Türkiye’nin en popüler mobil uygulamalarından biri olan Getir, özellikle COVID-19 pandemisi sürecinde kayda değer bir büyüme yaşadı ve bu süreçte milyarlarca dolarlık yatırım aldı. Pandemi döneminin etkisiyle, uygulama sadece Türkiye’de değil, Avrupa’nın birçok ülkesi ve Amerika Birleşik Devletleri’nde de faaliyete geçerek global bir oyuncu haline geldi. Ancak pandemi sonrasında, satış rakamlarında gözlemlenen düşüş, şirketin hızla değer kaybetmesine yol açtı.
Bu değer kaybının ardından, Getir ilk olarak yurtdışı operasyonlarını kapatma kararı aldı. Ardından yemek ve dağıtım bölümünü Birleşik Arap Emirlikleri devlet fonu olan Mubadala’ya devretme kararı aldı. Mubadala’nın bu devralımlar ile birlikte şirketin oluşumundaki etkisi giderek arttı. Şirket, 250 milyon dolarlık son yatırımı ile birlikte, Mubadala’nın çoğunluk yapısını eline geçirmesi anlamına geliyor.
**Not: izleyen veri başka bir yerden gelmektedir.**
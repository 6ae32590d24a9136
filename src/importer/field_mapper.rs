// ==========================================
// 生产线平衡引擎 - 工序字段映射器
// ==========================================
// 职责: 源列名（中/英别名）→ 工序字段 + 类型转换
// ==========================================

use crate::importer::error::{ImportError, ImportResult};
use std::collections::HashMap;

/// 标准字段: 工序编号
pub const FIELD_OPERATION_ID: &str = "工序编号";
/// 标准字段: 工序名称
pub const FIELD_NAME: &str = "工序名称";
/// 标准字段: 工艺类别
pub const FIELD_PROCESS_ID: &str = "工艺类别";
/// 标准字段: 标准工时（分钟/件）
pub const FIELD_SAM: &str = "标准工时";

/// 映射后的工序行（尚未做质量校验）
#[derive(Debug, Clone, PartialEq)]
pub struct MappedOperationRow {
    pub row_number: usize,
    pub operation_id: Option<String>,
    pub name: Option<String>,
    pub process_id: Option<String>,
    pub standard_time_minutes: f64,
}

pub struct FieldMapper;

impl FieldMapper {
    /// 标准字段的可接受列名
    fn aliases(key: &str) -> &'static [&'static str] {
        match key {
            FIELD_OPERATION_ID => &["工序编号", "工序号", "operation_id", "id"],
            FIELD_NAME => &["工序名称", "name", "operation_name"],
            FIELD_PROCESS_ID => &["工艺类别", "工艺", "process_id", "process"],
            FIELD_SAM => &["标准工时", "SAM", "sam", "standard_time"],
            _ => &[],
        }
    }

    /// 检查表头是否包含某标准字段（任一别名）
    pub fn has_column(headers: &[&String], key: &str) -> bool {
        Self::aliases(key)
            .iter()
            .any(|alias| headers.iter().any(|h| h.as_str() == *alias))
    }

    /// 映射单行
    pub fn map_row(
        &self,
        row: &HashMap<String, String>,
        row_number: usize,
    ) -> ImportResult<MappedOperationRow> {
        Ok(MappedOperationRow {
            row_number,
            operation_id: self.get_string(row, FIELD_OPERATION_ID),
            name: self.get_string(row, FIELD_NAME),
            process_id: self.get_string(row, FIELD_PROCESS_ID),
            standard_time_minutes: self.parse_f64(row, FIELD_SAM, row_number)?,
        })
    }

    fn get_string(&self, row: &HashMap<String, String>, key: &str) -> Option<String> {
        for alias in Self::aliases(key) {
            if let Some(v) = row.get(*alias) {
                let trimmed = v.trim();
                if !trimmed.is_empty() {
                    return Some(trimmed.to_string());
                }
            }
        }
        None
    }

    fn parse_f64(
        &self,
        row: &HashMap<String, String>,
        key: &str,
        row_number: usize,
    ) -> ImportResult<f64> {
        let raw = self
            .get_string(row, key)
            .ok_or_else(|| ImportError::TypeConversionError {
                row: row_number,
                field: key.to_string(),
                message: "值为空".to_string(),
            })?;

        raw.parse::<f64>()
            .ok()
            .filter(|v| v.is_finite())
            .ok_or_else(|| ImportError::TypeConversionError {
                row: row_number,
                field: key.to_string(),
                message: format!("无法解析为数值: {}", raw),
            })
    }
}

#[cfg(test)]
mod tests {
    use super::*;

    fn row(pairs: &[(&str, &str)]) -> HashMap<String, String> {
        pairs
            .iter()
            .map(|(k, v)| (k.to_string(), v.to_string()))
            .collect()
    }

    #[test]
    fn test_map_row_with_english_headers() {
        let mapped = FieldMapper
            .map_row(
                &row(&[("operation_id", "O1"), ("name", "合缝"), ("sam", " 1.25 ")]),
                2,
            )
            .unwrap();

        assert_eq!(mapped.operation_id.as_deref(), Some("O1"));
        assert_eq!(mapped.name.as_deref(), Some("合缝"));
        assert_eq!(mapped.process_id, None);
        assert!((mapped.standard_time_minutes - 1.25).abs() < 1e-12);
    }

    #[test]
    fn test_map_row_rejects_bad_sam() {
        let err = FieldMapper
            .map_row(&row(&[("工序编号", "O1"), ("标准工时", "abc")]), 5)
            .unwrap_err();

        match err {
            ImportError::TypeConversionError { row, field, .. } => {
                assert_eq!(row, 5);
                assert_eq!(field, FIELD_SAM);
            }
            other => panic!("unexpected error: {:?}", other),
        }
    }
}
Getir’in kurucu ismi Nazım Salur, Mubadala’ya yönelik dikkat çekici bir suçlama yöneltti. Salur, sosyal medya hesabından yayınladığı bir mesajda, “BAE devlet fonu Mubadala, Getir’i ikiye bölmek için yaptığımız anlaşmayı hukuksuzca yok sayıyor ve bizim haklarımıza çökmek istiyor. Aniden yönetimi bizde kalması gereken şirketler kıymete bindi. Hukuki süreçleri başlattık. İleride daha detaylı açıklamaları da yapacağız.” şeklinde ifade etti. Bu açıklama, şirketin içindeki çatışmaların ve yönetişim sorunlarının derinlemesine olduğunu ortaya koyuyor.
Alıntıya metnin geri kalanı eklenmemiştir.